The way I would solve this would be to use that:

$$ X_t = \exp(\sigma W_t + \nu t) \quad \Leftrightarrow \quad dX_t = X_t \left(\sigma dW_t + (\nu + \frac{1}{2}\sigma^2 )dt\right) $$

I assume that this would also hold for:

$$ X_t = \exp\left(\sigma W_t + \int_0^t \nu_s ds \right) \quad \Leftrightarrow \quad dX_t = X_t \left(\sigma dW_t + (\nu_t + \frac{1}{2}\sigma^2 )dt\right) $$

So I guess that $ \mu_t = \nu_t + \frac{1}{2}\sigma^2 $, such that $\nu_t = \mu_t - \frac{1}{2}\sigma^2 $ yielding:

$$ X_t = \exp\left(\sigma W_t + \int_0^t \mu_s ds - \frac{1}{2}\sigma^2 t \right) $$

I can use this in Itô's lemma to check that it is correct:

$$ dX_t = X_t \left( \left[ \mu_t - \frac{1}{2}\sigma^2 + \frac{1}{2}\sigma^2 \right] dt + \sigma dW_t \right) = X_t \left( \mu_t dt + \sigma dW_t \right) $$

so Itô's lemma suggests that it is indeed correct.

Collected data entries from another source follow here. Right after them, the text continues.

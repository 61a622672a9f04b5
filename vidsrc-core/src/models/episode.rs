use serde::{Deserialize, Serialize};

/// Opaque identifier of one episode within one title.
///
/// The caller owns the format; the engine only uses it to build page URLs
/// and cache keys.
#[derive(Debug, Clone, PartialEq, Eq, Hash, Serialize, Deserialize)]
#[serde(transparent)]
pub struct EpisodeRef(String);

impl EpisodeRef {
    #[must_use]
    pub fn new(id: impl Into<String>) -> Self {
        Self(id.into())
    }

    #[must_use]
    pub fn as_str(&self) -> &str {
        &self.0
    }
}

impl std::fmt::Display for EpisodeRef {
    fn fmt(&self, f: &mut std::fmt::Formatter<'_>) -> std::fmt::Result {
        write!(f, "{}", self.0)
    }
}

impl From<String> for EpisodeRef {
    fn from(s: String) -> Self {
        Self(s)
    }
}

impl From<&str> for EpisodeRef {
    fn from(s: &str) -> Self {
        Self(s.to_string())
    }
}

impl AsRef<str> for EpisodeRef {
    fn as_ref(&self) -> &str {
        &self.0
    }
}
//! Singleflight for cache stampede protection
//!
//! Wraps the `async_singleflight` crate so that concurrent cache misses on
//! one key collapse into a single upstream resolution. Followers receive a
//! clone of the leader's result, success or failure.

use std::sync::Arc;

/// Error type for SingleFlight operations
#[derive(Debug, Clone, thiserror::Error)]
pub enum SingleFlightError<E> {
    /// The leader was dropped or panicked
    #[error("SingleFlight leader dropped or panicked")]
    LeaderFailed,
    /// The underlying resolution failed
    #[error("{0}")]
    Inner(E),
}

/// Per-cache-key de-duplication of in-flight work.
#[derive(Clone)]
pub struct SingleFlight<V, E>
where
    V: Clone + Send + Sync + 'static,
    E: Clone + Send + Sync + 'static,
{
    group: Arc<async_singleflight::Group<String, V, E>>,
}

impl<V, E> SingleFlight<V, E>
where
    V: Clone + Send + Sync + 'static,
    E: Clone + Send + Sync + 'static,
{
    pub fn new() -> Self {
        Self {
            group: Arc::new(async_singleflight::Group::new()),
        }
    }

    /// Run `f` unless a call for `key` is already in flight, in which case
    /// wait for and share that call's result.
    pub async fn do_work<Fut>(&self, key: &str, f: Fut) -> Result<V, SingleFlightError<E>>
    where
        Fut: std::future::Future<Output = Result<V, E>> + Send,
    {
        // Group::work: Err(None) means the leader never produced a result.
        self.group
            .work(&key.to_string(), f)
            .await
            .map_err(|err| err.map_or(SingleFlightError::LeaderFailed, SingleFlightError::Inner))
    }

    /// Like [`Self::do_work`], mapping a failed leader to `E` via `on_leader_failure`.
    pub async fn run<Fut, F>(&self, key: &str, f: Fut, on_leader_failure: F) -> Result<V, E>
    where
        Fut: std::future::Future<Output = Result<V, E>> + Send,
        F: FnOnce() -> E,
    {
        self.do_work(key, f).await.map_err(|e| match e {
            SingleFlightError::LeaderFailed => on_leader_failure(),
            SingleFlightError::Inner(err) => err,
        })
    }
}

impl<V, E> Default for SingleFlight<V, E>
where
    V: Clone + Send + Sync + 'static,
    E: Clone + Send + Sync + 'static,
{
    fn default() -> Self {
        Self::new()
    }
}
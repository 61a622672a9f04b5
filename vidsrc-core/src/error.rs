use serde::Serialize;
use thiserror::Error;

#[derive(Error, Debug)]
pub enum Error {
    #[error("Configuration error: {0}")]
    Config(#[from] config::ConfigError),

    #[error("Redis error: {0}")]
    Redis(#[from] redis::RedisError),

    #[error("Serialization error: {0}")]
    Serialization(#[from] serde_json::Error),

    #[error("Cache error: {0}")]
    Cache(String),
}

pub type Result<T> = std::result::Result<T, Error>;

/// Caller-facing resolution failure.
#[derive(Error, Debug, Clone, PartialEq, Eq)]
pub enum ResolveError {
    /// The backend page yielded nothing parsable
    #[error("No sources found for episode {episode} on {backend}")]
    NoLinksFound { backend: String, episode: String },

    #[error("Quality {requested} is not available")]
    QualityNotAvailable {
        requested: String,
        available: Vec<String>,
    },

    /// Primary backend and fallback resolver both failed
    #[error("No source could be resolved for episode {episode}")]
    FallbackExhausted { episode: String },

    #[error("Unknown backend: {0}")]
    UnknownBackend(String),

    #[error("Internal error: {0}")]
    Internal(String),
}

/// Error body returned to callers: `{ error, availableQualities? }`.
#[derive(Debug, Clone, PartialEq, Eq, Serialize)]
#[serde(rename_all = "camelCase")]
pub struct ErrorPayload {
    pub error: String,
    #[serde(skip_serializing_if = "Option::is_none")]
    pub available_qualities: Option<Vec<String>>,
}

impl ResolveError {
    /// Caller-facing payload. Internal details are logged, never returned.
    #[must_use]
    pub fn payload(&self) -> ErrorPayload {
        match self {
            Self::QualityNotAvailable { available, .. } => ErrorPayload {
                error: self.to_string(),
                available_qualities: Some(available.clone()),
            },
            Self::Internal(detail) => {
                tracing::error!("Internal error: {detail}");
                ErrorPayload {
                    error: "Internal error".to_string(),
                    available_qualities: None,
                }
            }
            other => ErrorPayload {
                error: other.to_string(),
                available_qualities: None,
            },
        }
    }
}
use anyhow::Result;
use clap::{Parser, Subcommand};
use serde::Serialize;
use tracing::info;

use vidsrc_core::{
    bootstrap::{build_aggregator, build_fetcher, build_registry, load_config},
    logging,
    models::{EpisodeRef, ResolveRequest},
    ResolveError,
};

#[derive(Parser, Debug)]
#[command(name = "vidsrc")]
#[command(about = "Resolve playable video sources for an episode", long_about = None)]
struct Args {
    /// Config file (defaults to VIDSRC_CONFIG_PATH, then ./config.yaml)
    #[arg(long, short, global = true)]
    config: Option<String>,

    #[command(subcommand)]
    command: Command,
}

#[derive(Subcommand, Debug)]
enum Command {
    /// Resolve one source through one backend, falling back when it fails
    Resolve {
        /// Episode reference, e.g. "one-piece-episode-1"
        episode: String,

        /// Backend name (registry default when omitted)
        #[arg(long, short)]
        backend: Option<String>,

        /// Exact quality, e.g. "720" (best default when omitted)
        #[arg(long, short)]
        quality: Option<String>,

        /// Keep placeholder entries and bypass the cache
        #[arg(long)]
        raw: bool,
    },

    /// Resolve through every backend concurrently
    Sources {
        episode: String,

        #[arg(long)]
        raw: bool,
    },

    /// List configured backends in registration order
    Backends,
}

#[derive(Serialize)]
struct BackendList {
    backends: Vec<String>,
    default: Option<String>,
}

#[tokio::main]
async fn main() -> Result<()> {
    let args = Args::parse();

    // 1. Load configuration
    let config = load_config(args.config.as_deref())?;

    // 2. Initialize logging
    logging::init_logging(&config.logging)?;

    match args.command {
        Command::Resolve {
            episode,
            backend,
            quality,
            raw,
        } => {
            let aggregator = build_aggregator(&config).await?;
            let mut request = ResolveRequest::new(episode).raw(raw);
            if let Some(backend) = backend {
                request = request.with_backend(backend);
            }
            if let Some(quality) = quality {
                request = request.with_quality(quality);
            }

            match aggregator.resolve(&request).await {
                Ok(resolution) => print_json(&resolution)?,
                Err(e) => fail(&e)?,
            }
        }
        Command::Sources { episode, raw } => {
            let aggregator = build_aggregator(&config).await?;
            match aggregator.resolve_all(&EpisodeRef::new(episode), raw).await {
                Ok(all) => print_json(&all)?,
                Err(e) => fail(&e)?,
            }
        }
        Command::Backends => {
            let registry = build_registry(&config, build_fetcher(&config)?)?;
            print_json(&BackendList {
                backends: registry.names(),
                default: registry.default_name().map(str::to_string),
            })?;
        }
    }

    Ok(())
}

fn print_json<T: Serialize>(value: &T) -> Result<()> {
    println!("{}", serde_json::to_string_pretty(value)?);
    Ok(())
}

/// Print the caller-facing error payload and exit non-zero.
fn fail(err: &ResolveError) -> Result<()> {
    info!(error = %err, "Resolution failed");
    print_json(&err.payload())?;
    std::process::exit(1);
}
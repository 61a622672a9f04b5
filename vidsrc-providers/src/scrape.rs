//! Page tokenizers
//!
//! Narrow regex scanners for hosting pages. They know nothing about
//! fetching, so every pattern here is testable against a static string.

use std::sync::LazyLock;

use regex::Regex;
use url::Url;

// Constant patterns; Regex::new cannot fail on them.
static RE_IFRAME_SRC: LazyLock<Regex> = LazyLock::new(|| {
    Regex::new(r#"(?i)<iframe[^>]*?\ssrc\s*=\s*["']([^"']+)["']"#).expect("invalid iframe regex")
});
static RE_DATA_VIDEO: LazyLock<Regex> = LazyLock::new(|| {
    Regex::new(r#"(?i)data-video\s*=\s*["']([^"']+)["']"#).expect("invalid data-video regex")
});
static RE_FILE_LINK: LazyLock<Regex> = LazyLock::new(|| {
    Regex::new(r#"["']?\bfile\b["']?\s*:\s*["']((?:https?:)?(?:\\?/){2}[^"'\s]+)["']"#).expect("invalid file link regex")
});

const IMAGE_EXTENSIONS: &[&str] = &["jpg", "jpeg", "png", "gif", "webp", "bmp", "svg", "ico"];
const MANIFEST_EXTENSION: &str = "m3u8";

/// Embed URLs advertised by a listing page, in page order, deduplicated.
///
/// Picks up `<iframe src=…>` and `data-video=…` attributes. Protocol-relative
/// and relative references are resolved against `page_url`.
#[must_use]
pub fn extract_embed_urls(html: &str, page_url: &str) -> Vec<String> {
    let base = Url::parse(page_url).ok();
    let mut found: Vec<(usize, String)> = RE_IFRAME_SRC
        .captures_iter(html)
        .chain(RE_DATA_VIDEO.captures_iter(html))
        .filter_map(|caps| caps.get(1))
        .filter_map(|m| absolutize(m.as_str(), base.as_ref()).map(|u| (m.start(), u)))
        .collect();

    // Two regex passes; restore document order before deduplicating.
    found.sort_by_key(|(pos, _)| *pos);

    let mut urls = Vec::with_capacity(found.len());
    for (_, url) in found {
        if !urls.contains(&url) {
            urls.push(url);
        }
    }
    urls
}

/// Quoted `file: "…"` references in an embed page, minus image links.
#[must_use]
pub fn extract_file_links(html: &str) -> Vec<String> {
    let mut links: Vec<String> = Vec::new();
    for caps in RE_FILE_LINK.captures_iter(html) {
        let Some(m) = caps.get(1) else { continue };
        let Some(link) = absolutize(&m.as_str().replace("\\/", "/"), None) else {
            continue;
        };
        if is_image_url(&link) || links.contains(&link) {
            continue;
        }
        links.push(link);
    }
    links
}

/// True when the URL path ends in a known image extension.
#[must_use]
pub fn is_image_url(url: &str) -> bool {
    path_extension(url).is_some_and(|ext| IMAGE_EXTENSIONS.contains(&ext.as_str()))
}

/// True when the URL path ends in the adaptive-streaming manifest extension.
#[must_use]
pub fn is_manifest_url(url: &str) -> bool {
    path_extension(url).is_some_and(|ext| ext == MANIFEST_EXTENSION)
}

fn path_extension(url: &str) -> Option<String> {
    let path = url.split(['?', '#']).next().unwrap_or(url);
    let last = path.rsplit('/').next()?;
    let (_, ext) = last.rsplit_once('.')?;
    Some(ext.to_ascii_lowercase())
}

fn absolutize(raw: &str, base: Option<&Url>) -> Option<String> {
    let raw = raw.trim();
    if raw.is_empty() {
        return None;
    }
    if raw.starts_with("http://") || raw.starts_with("https://") {
        return Some(raw.to_string());
    }
    if let Some(rest) = raw.strip_prefix("//") {
        return Some(format!("https://{rest}"));
    }
    base.and_then(|b| b.join(raw).ok()).map(|u| u.to_string())
}
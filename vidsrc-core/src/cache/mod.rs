pub mod key_builder;
pub mod memory;
pub mod redis_store;
pub mod singleflight;
pub mod store;
pub mod tiered;

pub use key_builder::{KeyBuilder, ALL_SOURCES};
pub use memory::MemoryCacheStore;
pub use redis_store::RedisCacheStore;
pub use singleflight::{SingleFlight, SingleFlightError};
pub use store::CacheStore;
#[cfg(test)]
pub use store::MockCacheStore;
pub use tiered::TieredCacheStore;
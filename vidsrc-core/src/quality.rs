//! Quality selection
//!
//! Post-processing applied to an [`ExtractionResult`] before it is cached
//! or handed to a caller: placeholder removal, then either an exact quality
//! match or the best default.

use thiserror::Error;

use crate::models::{ExtractionResult, VideoSource, QUALITY_DEFAULT};

/// Quality picked by the best-default rule when present.
pub const PREFERRED_QUALITY: &str = "1080";

#[derive(Debug, Clone, PartialEq, Eq, Error)]
pub enum SelectionError {
    #[error("No sources available")]
    Empty,

    #[error("Quality {requested} not available")]
    QualityNotAvailable {
        requested: String,
        available: Vec<String>,
    },
}

/// Drop the redundant `"default"` pointer once real variants exist.
///
/// When the result holds at least one numeric-quality entry, the first entry
/// tagged `"default"` is removed. A result with no numeric entry is returned
/// unchanged, since its placeholders are the only playable pointers.
#[must_use]
pub fn strip_placeholders(mut sources: ExtractionResult) -> ExtractionResult {
    if !sources.iter().any(VideoSource::has_numeric_quality) {
        return sources;
    }
    if let Some(idx) = sources.iter().position(|s| s.quality == QUALITY_DEFAULT) {
        sources.remove(idx);
    }
    sources
}

/// Pick one source.
///
/// With `requested`, the first exact quality-string match wins. Without it,
/// the first `"1080"` entry wins, else the first entry in discovery order.
pub fn select<'a>(sources: &'a [VideoSource], requested: Option<&str>) -> Result<&'a VideoSource, SelectionError> {
    if sources.is_empty() {
        return Err(SelectionError::Empty);
    }

    match requested {
        Some(quality) => sources
            .iter()
            .find(|s| s.quality == quality)
            .ok_or_else(|| SelectionError::QualityNotAvailable {
                requested: quality.to_string(),
                available: available_qualities(sources),
            }),
        None => Ok(sources
            .iter()
            .find(|s| s.quality == PREFERRED_QUALITY)
            .unwrap_or(&sources[0])),
    }
}

/// Distinct quality strings in discovery order.
#[must_use]
pub fn available_qualities(sources: &[VideoSource]) -> Vec<String> {
    let mut qualities: Vec<String> = Vec::with_capacity(sources.len());
    for source in sources {
        if !qualities.contains(&source.quality) {
            qualities.push(source.quality.clone());
        }
    }
    qualities
}
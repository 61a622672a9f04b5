pub mod episode;
pub mod request;
pub mod source;

pub use episode::EpisodeRef;
pub use request::ResolveRequest;
pub use source::{
    AllSources, BackendOutcome, CacheEntry, ExtractionResult, Resolution, VideoSource,
    QUALITY_BACKUP, QUALITY_DEFAULT, QUALITY_UNKNOWN,
};
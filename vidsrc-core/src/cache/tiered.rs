//! Two-tier cache store (L1: Moka in-memory, L2: shared store)
//!
//! - L1: in-process, very fast, local to the node
//! - L2: optional shared store (Redis in production), consulted on L1 miss

use std::sync::Arc;
use std::time::Duration;

use async_trait::async_trait;

use super::{CacheStore, MemoryCacheStore};
use crate::Result;

const CACHE_TYPE: &str = "sources";

/// [`CacheStore`] layering [`MemoryCacheStore`] in front of an optional L2
#[derive(Clone)]
pub struct TieredCacheStore {
    l1: MemoryCacheStore,
    l2: Option<Arc<dyn CacheStore>>,
}

impl TieredCacheStore {
    /// # Arguments
    /// * `l1` - In-memory tier
    /// * `l2` - Shared tier. If None, only L1 caching is used.
    pub fn new(l1: MemoryCacheStore, l2: Option<Arc<dyn CacheStore>>) -> Self {
        Self { l1, l2 }
    }

    pub fn has_l2(&self) -> bool {
        self.l2.is_some()
    }
}

#[async_trait]
impl CacheStore for TieredCacheStore {
    /// Checks L1 first, then L2. An L2 hit repopulates L1 with the entry's
    /// remaining L2 TTL, so L1 never outlives L2.
    async fn get(&self, key: &str) -> Result<Option<Vec<u8>>> {
        if let Some(bytes) = self.l1.get(key).await? {
            crate::metrics::cache::CACHE_HITS
                .with_label_values(&[CACHE_TYPE, "l1"])
                .inc();
            tracing::debug!(key = %key, "Cache hit (L1)");
            return Ok(Some(bytes));
        }

        if let Some(ref l2) = self.l2 {
            if let Some((bytes, remaining)) = l2.get_with_ttl(key).await? {
                crate::metrics::cache::CACHE_HITS
                    .with_label_values(&[CACHE_TYPE, "l2"])
                    .inc();
                tracing::debug!(key = %key, "Cache hit (L2)");

                self.l1.set(key, bytes.clone(), remaining).await?;
                return Ok(Some(bytes));
            }
        }

        crate::metrics::cache::CACHE_MISSES
            .with_label_values(&[CACHE_TYPE, if self.l2.is_some() { "l2" } else { "l1" }])
            .inc();
        tracing::debug!(key = %key, "Cache miss");
        Ok(None)
    }

    async fn set(&self, key: &str, value: Vec<u8>, ttl: Option<Duration>) -> Result<()> {
        self.l1.set(key, value.clone(), ttl).await?;
        if let Some(ref l2) = self.l2 {
            l2.set(key, value, ttl).await?;
        }
        Ok(())
    }

    /// L2 is invalidated first so a concurrent `get` cannot copy a stale L2
    /// entry back into L1 after L1 was cleared.
    async fn del(&self, key: &str) -> Result<()> {
        if let Some(ref l2) = self.l2 {
            l2.del(key).await?;
        }
        self.l1.del(key).await?;

        crate::metrics::cache::CACHE_INVALIDATIONS
            .with_label_values(&[CACHE_TYPE])
            .inc();
        tracing::debug!(key = %key, "Cache entry invalidated (L2 then L1)");
        Ok(())
    }
}

#[cfg(test)]
mod tests {
    use super::*;
    use crate::cache::MockCacheStore;
    use mockall::predicate::eq;

    #[tokio::test]
    async fn test_l1_only() {
        let store = TieredCacheStore::new(MemoryCacheStore::new(10, None), None);
        assert!(!store.has_l2());

        store.set("k", b"v".to_vec(), None).await.unwrap();
        assert_eq!(store.get("k").await.unwrap(), Some(b"v".to_vec()));
        store.del("k").await.unwrap();
        assert_eq!(store.get("k").await.unwrap(), None);
    }

    #[tokio::test]
    async fn test_l2_hit_populates_l1() {
        let mut l2 = MockCacheStore::new();
        l2.expect_get_with_ttl()
            .with(eq("k"))
            .times(1)
            .returning(|_| Ok(Some((b"shared".to_vec(), None))));

        let l1 = MemoryCacheStore::new(10, None);
        let store = TieredCacheStore::new(l1.clone(), Some(Arc::new(l2)));

        assert_eq!(store.get("k").await.unwrap(), Some(b"shared".to_vec()));
        // Second read is served by L1; the mock would panic on a second call.
        assert_eq!(store.get("k").await.unwrap(), Some(b"shared".to_vec()));
        assert_eq!(l1.get("k").await.unwrap(), Some(b"shared".to_vec()));
    }

    #[tokio::test]
    async fn test_l1_copy_expires_with_l2_entry() {
        let mut l2 = MockCacheStore::new();
        l2.expect_get_with_ttl()
            .with(eq("k"))
            .times(2)
            .returning(|_| Ok(Some((b"shared".to_vec(), Some(Duration::from_millis(50))))));

        let l1 = MemoryCacheStore::new(10, Some(Duration::from_secs(3600)));
        let store = TieredCacheStore::new(l1.clone(), Some(Arc::new(l2)));

        assert_eq!(store.get("k").await.unwrap(), Some(b"shared".to_vec()));
        assert_eq!(l1.get("k").await.unwrap(), Some(b"shared".to_vec()));

        std::thread::sleep(Duration::from_millis(120));

        // The L1 copy is gone, so L2 is consulted again.
        assert_eq!(l1.get("k").await.unwrap(), None);
        assert_eq!(store.get("k").await.unwrap(), Some(b"shared".to_vec()));
    }

    #[tokio::test]
    async fn test_writes_and_deletes_reach_both_tiers() {
        let mut l2 = MockCacheStore::new();
        l2.expect_set()
            .withf(|key, value, ttl| key == "k" && value == b"v" && *ttl == Some(Duration::from_secs(60)))
            .times(1)
            .returning(|_, _, _| Ok(()));
        l2.expect_del().with(eq("k")).times(1).returning(|_| Ok(()));

        let l1 = MemoryCacheStore::new(10, None);
        let store = TieredCacheStore::new(l1.clone(), Some(Arc::new(l2)));

        store.set("k", b"v".to_vec(), Some(Duration::from_secs(60))).await.unwrap();
        assert_eq!(l1.get("k").await.unwrap(), Some(b"v".to_vec()));

        store.del("k").await.unwrap();
        assert_eq!(l1.get("k").await.unwrap(), None);
    }

    #[tokio::test]
    async fn test_l2_failure_propagates() {
        let mut l2 = MockCacheStore::new();
        l2.expect_get_with_ttl()
            .returning(|_| Err(crate::Error::Cache("connection reset".to_string())));

        let store = TieredCacheStore::new(MemoryCacheStore::new(10, None), Some(Arc::new(l2)));
        assert!(store.get("k").await.is_err());
    }
}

However, my book (Financial Calculus: An introduction to derivatives pricing, Martin Baxter & Andrew Rennie, 21st printing 2014), suggests the solution to be:

$$ X_t = X_0 \exp \left( \sigma W_t + \int_0^t \mu_s d_s - \frac{1}{2}\sigma^2 t \right) $$

I don't get where the $X_0$ comes from. Sure $\int_0^tdX_t = X_t - X_0$, but then why is $X_0$ multiplied with the right-hand-side? I can't make any sense of this.

Does someone see what I did wrong? Or is my solution correct?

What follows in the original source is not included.